## Stored items
=== Section Start ===
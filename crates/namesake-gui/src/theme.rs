/// Colour palette for Namesake.
///
/// Panels refer to semantically-named colours from here rather than raw hex
/// codes, so dark and light mode stay consistent.
use crate::state::StatusLevel;
use egui::{Color32, Stroke, Visuals};

/// Semantic colour palette.
pub struct NamesakeTheme {
    pub background: Color32,
    pub surface: Color32,
    pub text_primary: Color32,
    pub text_muted: Color32,
    pub accent: Color32,
    pub folder_icon: Color32,
    pub file_icon: Color32,
    pub error: Color32,
    pub warning: Color32,
    pub success: Color32,
    pub selection: Color32,
}

impl NamesakeTheme {
    /// Dark theme, the default.
    pub fn dark() -> Self {
        Self {
            background: Color32::from_rgb(0x1e, 0x1e, 0x2e),
            surface: Color32::from_rgb(0x2a, 0x2a, 0x3c),
            text_primary: Color32::from_rgb(0xe4, 0xe4, 0xe8),
            text_muted: Color32::from_rgb(0x6c, 0x70, 0x86),
            accent: Color32::from_rgb(0x89, 0xb4, 0xfa),
            folder_icon: Color32::from_rgb(0xf9, 0xe2, 0xaf),
            file_icon: Color32::from_rgb(0x89, 0xb4, 0xfa),
            error: Color32::from_rgb(0xf3, 0x8b, 0xa8),
            warning: Color32::from_rgb(0xfa, 0xb3, 0x87),
            success: Color32::from_rgb(0xa6, 0xe3, 0xa1),
            selection: Color32::from_rgb(0x28, 0x3a, 0x5c),
        }
    }

    pub fn light() -> Self {
        Self {
            background: Color32::from_rgb(0xf5, 0xf5, 0xf5),
            surface: Color32::from_rgb(0xff, 0xff, 0xff),
            text_primary: Color32::from_rgb(0x1e, 0x1e, 0x2e),
            text_muted: Color32::from_rgb(0x8a, 0x8a, 0x9a),
            accent: Color32::from_rgb(0x3a, 0x6f, 0xd8),
            folder_icon: Color32::from_rgb(0xc0, 0x98, 0x20),
            file_icon: Color32::from_rgb(0x3a, 0x6f, 0xd8),
            error: Color32::from_rgb(0xd0, 0x40, 0x50),
            warning: Color32::from_rgb(0xd0, 0x80, 0x20),
            success: Color32::from_rgb(0x30, 0x98, 0x30),
            selection: Color32::from_rgba_premultiplied(0x3a, 0x6f, 0xd8, 0x30),
        }
    }

    pub fn for_mode(dark_mode: bool) -> Self {
        if dark_mode {
            Self::dark()
        } else {
            Self::light()
        }
    }

    /// Colour for a status line of the given severity.
    pub fn status_color(&self, level: StatusLevel) -> Color32 {
        match level {
            StatusLevel::Info => self.text_primary,
            StatusLevel::Success => self.success,
            StatusLevel::Warning => self.warning,
            StatusLevel::Error => self.error,
        }
    }

    /// Apply this theme to an egui context.
    pub fn apply(&self, ctx: &egui::Context) {
        let mut visuals = if self.background.r() < 128 {
            Visuals::dark()
        } else {
            Visuals::light()
        };

        visuals.panel_fill = self.background;
        visuals.window_fill = self.surface;
        visuals.extreme_bg_color = self.background;
        visuals.faint_bg_color = self.surface;
        visuals.selection.bg_fill = self.selection;
        visuals.selection.stroke = Stroke::new(1.0, self.accent);
        visuals.hyperlink_color = self.accent;

        ctx.set_visuals(visuals);
    }
}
=== Section End ===
Among the records above, determine how many lines contain "light", then report the number only.

## TASK RESPONSE
4